Brief: Copy, from the entries below, each line where the word "subcommands" can be found.

Stored data entries:
┌──

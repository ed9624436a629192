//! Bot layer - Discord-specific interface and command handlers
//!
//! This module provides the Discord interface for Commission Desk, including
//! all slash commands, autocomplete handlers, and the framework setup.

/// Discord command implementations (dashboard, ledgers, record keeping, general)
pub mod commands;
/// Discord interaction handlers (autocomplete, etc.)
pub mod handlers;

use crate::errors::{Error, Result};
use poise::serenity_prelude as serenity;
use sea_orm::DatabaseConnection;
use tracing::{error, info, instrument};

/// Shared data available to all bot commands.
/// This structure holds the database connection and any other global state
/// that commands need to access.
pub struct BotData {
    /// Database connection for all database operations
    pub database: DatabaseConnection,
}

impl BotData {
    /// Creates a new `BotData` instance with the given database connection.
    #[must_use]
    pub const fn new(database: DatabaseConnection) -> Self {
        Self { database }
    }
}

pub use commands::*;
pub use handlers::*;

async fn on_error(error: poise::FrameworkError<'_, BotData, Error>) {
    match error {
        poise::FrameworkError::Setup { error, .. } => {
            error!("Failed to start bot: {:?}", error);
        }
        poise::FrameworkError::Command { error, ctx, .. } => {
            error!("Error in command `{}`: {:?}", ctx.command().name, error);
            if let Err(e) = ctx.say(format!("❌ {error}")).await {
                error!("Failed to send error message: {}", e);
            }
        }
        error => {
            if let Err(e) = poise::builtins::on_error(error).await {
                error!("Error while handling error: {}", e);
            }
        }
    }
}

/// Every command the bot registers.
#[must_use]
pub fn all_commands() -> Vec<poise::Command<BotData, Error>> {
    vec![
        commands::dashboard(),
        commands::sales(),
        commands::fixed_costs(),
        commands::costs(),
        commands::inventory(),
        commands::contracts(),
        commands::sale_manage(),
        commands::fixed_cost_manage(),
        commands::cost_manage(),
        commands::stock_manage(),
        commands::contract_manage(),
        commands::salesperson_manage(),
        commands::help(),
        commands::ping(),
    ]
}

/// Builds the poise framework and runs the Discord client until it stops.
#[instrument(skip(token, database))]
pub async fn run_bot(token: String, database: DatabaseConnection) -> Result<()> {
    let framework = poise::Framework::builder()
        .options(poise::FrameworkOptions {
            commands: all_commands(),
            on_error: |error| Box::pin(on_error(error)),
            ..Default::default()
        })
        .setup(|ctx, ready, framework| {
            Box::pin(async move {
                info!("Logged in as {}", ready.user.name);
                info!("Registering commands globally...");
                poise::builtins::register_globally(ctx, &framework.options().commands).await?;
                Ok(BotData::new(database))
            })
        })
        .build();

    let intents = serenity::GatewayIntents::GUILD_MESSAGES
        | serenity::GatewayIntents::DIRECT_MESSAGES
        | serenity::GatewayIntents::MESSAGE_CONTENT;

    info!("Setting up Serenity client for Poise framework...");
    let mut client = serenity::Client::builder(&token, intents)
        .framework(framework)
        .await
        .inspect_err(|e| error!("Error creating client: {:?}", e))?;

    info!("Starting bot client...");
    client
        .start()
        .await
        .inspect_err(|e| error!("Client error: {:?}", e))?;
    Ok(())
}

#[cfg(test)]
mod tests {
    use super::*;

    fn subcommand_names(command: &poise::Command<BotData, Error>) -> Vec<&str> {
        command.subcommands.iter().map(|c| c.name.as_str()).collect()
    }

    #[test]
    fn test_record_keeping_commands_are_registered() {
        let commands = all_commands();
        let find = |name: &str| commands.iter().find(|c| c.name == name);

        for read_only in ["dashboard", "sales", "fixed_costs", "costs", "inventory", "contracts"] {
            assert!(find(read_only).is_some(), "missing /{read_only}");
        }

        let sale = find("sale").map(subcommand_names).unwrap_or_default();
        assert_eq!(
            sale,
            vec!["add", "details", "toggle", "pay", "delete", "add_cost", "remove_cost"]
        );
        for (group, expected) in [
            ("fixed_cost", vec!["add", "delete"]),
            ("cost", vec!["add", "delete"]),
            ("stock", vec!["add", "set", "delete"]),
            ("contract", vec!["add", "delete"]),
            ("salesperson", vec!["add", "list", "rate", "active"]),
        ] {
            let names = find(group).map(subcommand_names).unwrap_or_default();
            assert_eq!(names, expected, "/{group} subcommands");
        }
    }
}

└──
┌──

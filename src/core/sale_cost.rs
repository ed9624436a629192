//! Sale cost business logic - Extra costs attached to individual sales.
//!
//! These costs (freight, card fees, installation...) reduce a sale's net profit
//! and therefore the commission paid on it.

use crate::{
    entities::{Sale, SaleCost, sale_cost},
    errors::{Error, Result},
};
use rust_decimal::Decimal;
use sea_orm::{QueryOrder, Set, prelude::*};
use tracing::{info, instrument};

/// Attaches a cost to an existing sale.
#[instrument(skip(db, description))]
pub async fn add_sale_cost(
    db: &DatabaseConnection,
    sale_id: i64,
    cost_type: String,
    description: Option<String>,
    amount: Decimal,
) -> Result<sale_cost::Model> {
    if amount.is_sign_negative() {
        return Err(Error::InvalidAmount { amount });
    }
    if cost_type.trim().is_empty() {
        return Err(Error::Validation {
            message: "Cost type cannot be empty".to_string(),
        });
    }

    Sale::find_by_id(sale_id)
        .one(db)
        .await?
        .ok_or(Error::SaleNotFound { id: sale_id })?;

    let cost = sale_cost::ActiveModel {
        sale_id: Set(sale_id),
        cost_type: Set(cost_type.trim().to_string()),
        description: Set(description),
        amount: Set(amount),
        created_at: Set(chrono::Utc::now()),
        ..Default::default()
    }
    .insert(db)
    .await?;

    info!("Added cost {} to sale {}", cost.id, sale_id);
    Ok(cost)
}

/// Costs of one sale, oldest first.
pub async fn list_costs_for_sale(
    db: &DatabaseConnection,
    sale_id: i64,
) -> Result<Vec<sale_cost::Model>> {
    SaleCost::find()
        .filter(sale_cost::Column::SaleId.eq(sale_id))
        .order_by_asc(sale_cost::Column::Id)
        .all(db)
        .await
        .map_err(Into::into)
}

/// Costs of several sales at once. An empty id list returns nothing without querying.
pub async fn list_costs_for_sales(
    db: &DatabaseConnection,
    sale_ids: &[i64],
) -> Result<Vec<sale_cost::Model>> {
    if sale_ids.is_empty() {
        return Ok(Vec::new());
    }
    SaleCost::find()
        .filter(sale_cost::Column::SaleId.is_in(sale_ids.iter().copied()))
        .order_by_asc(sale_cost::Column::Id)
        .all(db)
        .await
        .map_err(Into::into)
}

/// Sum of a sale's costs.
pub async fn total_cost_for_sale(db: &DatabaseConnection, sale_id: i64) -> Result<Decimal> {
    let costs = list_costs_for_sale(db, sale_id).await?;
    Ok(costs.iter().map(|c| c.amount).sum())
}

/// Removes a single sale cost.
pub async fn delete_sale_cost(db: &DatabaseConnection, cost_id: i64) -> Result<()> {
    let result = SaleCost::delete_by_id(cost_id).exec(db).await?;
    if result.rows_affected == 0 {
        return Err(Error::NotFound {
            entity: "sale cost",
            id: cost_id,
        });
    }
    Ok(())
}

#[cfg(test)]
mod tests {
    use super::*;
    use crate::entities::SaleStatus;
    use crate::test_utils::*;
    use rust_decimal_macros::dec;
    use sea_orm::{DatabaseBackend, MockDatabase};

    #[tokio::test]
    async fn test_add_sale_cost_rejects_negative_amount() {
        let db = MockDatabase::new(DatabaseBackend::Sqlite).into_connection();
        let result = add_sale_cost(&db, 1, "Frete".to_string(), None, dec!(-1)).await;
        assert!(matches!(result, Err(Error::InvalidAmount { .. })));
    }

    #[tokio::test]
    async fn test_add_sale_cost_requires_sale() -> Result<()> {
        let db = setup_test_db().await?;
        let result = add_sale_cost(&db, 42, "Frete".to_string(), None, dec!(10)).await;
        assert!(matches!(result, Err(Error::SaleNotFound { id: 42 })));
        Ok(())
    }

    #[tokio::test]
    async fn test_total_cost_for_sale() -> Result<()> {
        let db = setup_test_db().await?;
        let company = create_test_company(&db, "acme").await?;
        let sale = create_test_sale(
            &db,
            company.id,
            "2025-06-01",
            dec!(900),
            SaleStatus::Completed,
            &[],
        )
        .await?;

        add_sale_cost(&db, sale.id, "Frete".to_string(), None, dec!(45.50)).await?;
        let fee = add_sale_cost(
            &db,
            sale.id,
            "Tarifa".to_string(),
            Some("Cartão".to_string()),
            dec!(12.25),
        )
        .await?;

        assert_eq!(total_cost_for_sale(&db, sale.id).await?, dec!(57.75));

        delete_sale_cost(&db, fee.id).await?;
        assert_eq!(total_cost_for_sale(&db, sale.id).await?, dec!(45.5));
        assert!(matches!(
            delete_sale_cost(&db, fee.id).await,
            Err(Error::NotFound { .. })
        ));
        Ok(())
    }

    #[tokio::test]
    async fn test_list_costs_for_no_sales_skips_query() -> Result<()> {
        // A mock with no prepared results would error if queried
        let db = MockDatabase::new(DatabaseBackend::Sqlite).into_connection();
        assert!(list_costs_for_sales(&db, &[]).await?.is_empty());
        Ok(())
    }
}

└──
┌──

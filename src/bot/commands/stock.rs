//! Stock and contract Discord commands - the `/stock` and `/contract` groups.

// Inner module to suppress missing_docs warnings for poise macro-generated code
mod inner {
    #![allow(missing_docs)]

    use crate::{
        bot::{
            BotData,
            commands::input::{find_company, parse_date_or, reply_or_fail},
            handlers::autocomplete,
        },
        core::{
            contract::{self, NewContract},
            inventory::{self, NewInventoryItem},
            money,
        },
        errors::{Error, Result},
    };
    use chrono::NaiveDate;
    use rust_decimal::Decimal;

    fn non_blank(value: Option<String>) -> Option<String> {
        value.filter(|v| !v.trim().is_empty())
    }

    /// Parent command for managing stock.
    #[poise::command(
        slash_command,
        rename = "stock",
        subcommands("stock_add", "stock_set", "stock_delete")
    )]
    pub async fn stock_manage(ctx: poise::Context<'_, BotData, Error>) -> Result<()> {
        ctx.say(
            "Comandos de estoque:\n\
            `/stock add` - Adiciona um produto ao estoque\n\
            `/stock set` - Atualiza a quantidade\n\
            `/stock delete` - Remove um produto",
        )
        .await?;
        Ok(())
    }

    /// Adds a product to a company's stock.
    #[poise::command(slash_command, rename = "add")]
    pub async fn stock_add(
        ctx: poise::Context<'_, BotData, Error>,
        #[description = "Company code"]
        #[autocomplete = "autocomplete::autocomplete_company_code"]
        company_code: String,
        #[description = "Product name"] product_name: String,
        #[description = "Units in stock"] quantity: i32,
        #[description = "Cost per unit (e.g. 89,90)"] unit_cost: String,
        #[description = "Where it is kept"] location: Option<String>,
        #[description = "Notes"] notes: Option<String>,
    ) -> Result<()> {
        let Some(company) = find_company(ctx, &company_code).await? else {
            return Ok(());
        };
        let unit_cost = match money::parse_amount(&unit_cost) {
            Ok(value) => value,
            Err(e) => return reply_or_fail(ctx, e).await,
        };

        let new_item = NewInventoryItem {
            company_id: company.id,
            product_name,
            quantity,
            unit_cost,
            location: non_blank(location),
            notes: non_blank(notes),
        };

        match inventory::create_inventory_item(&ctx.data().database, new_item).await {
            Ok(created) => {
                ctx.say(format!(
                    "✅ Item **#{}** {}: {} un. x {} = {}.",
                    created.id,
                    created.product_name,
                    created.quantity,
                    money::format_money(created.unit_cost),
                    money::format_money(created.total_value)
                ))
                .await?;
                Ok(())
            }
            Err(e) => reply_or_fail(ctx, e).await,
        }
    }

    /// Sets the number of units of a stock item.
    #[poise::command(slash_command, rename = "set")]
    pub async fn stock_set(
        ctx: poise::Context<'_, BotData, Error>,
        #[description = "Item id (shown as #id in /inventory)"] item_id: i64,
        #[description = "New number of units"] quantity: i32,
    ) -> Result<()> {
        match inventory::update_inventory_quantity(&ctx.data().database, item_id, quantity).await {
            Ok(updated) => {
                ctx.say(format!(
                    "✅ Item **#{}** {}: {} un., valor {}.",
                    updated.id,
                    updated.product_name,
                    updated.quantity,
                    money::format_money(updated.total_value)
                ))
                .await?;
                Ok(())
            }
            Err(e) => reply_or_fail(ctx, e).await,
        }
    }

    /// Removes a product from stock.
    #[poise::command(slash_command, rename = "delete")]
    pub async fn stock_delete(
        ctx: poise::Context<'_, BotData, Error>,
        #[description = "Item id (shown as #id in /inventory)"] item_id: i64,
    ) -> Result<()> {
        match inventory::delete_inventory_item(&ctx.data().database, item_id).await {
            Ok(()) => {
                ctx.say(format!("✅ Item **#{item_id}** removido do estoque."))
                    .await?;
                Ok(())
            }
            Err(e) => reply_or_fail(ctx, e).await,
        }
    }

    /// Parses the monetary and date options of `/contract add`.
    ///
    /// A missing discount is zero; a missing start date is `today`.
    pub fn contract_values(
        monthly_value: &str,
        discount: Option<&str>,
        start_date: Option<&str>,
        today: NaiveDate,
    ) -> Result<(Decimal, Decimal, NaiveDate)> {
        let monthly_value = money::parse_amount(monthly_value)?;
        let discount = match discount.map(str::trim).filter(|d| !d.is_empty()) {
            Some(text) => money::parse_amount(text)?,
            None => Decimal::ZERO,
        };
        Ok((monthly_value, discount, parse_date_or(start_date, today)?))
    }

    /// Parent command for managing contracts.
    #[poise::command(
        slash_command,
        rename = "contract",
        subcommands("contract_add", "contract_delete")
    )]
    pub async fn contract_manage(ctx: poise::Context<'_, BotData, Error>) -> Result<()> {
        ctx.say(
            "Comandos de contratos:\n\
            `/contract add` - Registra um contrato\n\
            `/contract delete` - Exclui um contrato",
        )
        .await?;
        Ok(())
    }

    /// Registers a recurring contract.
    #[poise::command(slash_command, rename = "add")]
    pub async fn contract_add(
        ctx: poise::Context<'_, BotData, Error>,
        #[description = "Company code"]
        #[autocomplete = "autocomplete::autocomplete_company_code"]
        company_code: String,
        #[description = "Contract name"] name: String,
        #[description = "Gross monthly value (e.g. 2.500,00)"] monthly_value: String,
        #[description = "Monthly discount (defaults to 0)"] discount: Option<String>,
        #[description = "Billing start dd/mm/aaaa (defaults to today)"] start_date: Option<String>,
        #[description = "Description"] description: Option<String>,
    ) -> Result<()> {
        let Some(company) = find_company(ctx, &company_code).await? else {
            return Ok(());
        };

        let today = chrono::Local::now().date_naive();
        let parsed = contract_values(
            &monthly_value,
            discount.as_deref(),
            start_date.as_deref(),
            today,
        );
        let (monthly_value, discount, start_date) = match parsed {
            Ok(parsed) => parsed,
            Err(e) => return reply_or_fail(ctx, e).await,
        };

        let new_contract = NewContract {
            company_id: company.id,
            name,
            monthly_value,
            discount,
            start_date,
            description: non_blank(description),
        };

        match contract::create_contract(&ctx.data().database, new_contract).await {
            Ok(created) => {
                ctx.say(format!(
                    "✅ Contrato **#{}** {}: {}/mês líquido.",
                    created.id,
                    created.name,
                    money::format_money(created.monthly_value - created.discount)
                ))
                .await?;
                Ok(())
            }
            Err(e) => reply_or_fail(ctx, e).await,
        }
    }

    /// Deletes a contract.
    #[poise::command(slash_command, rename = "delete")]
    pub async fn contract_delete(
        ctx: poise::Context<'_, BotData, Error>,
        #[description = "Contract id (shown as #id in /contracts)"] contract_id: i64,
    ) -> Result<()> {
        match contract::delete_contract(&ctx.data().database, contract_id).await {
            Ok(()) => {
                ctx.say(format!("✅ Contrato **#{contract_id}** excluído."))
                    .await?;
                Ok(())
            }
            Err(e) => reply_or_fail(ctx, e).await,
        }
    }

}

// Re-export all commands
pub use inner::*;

└──

Response to this exercise:
        command.subcommands.iter().map(|c| c.name.as_str()).collect()
            assert_eq!(names, expected, "/{group} subcommands");
        subcommands("stock_add", "stock_set", "stock_delete")
        subcommands("contract_add", "contract_delete")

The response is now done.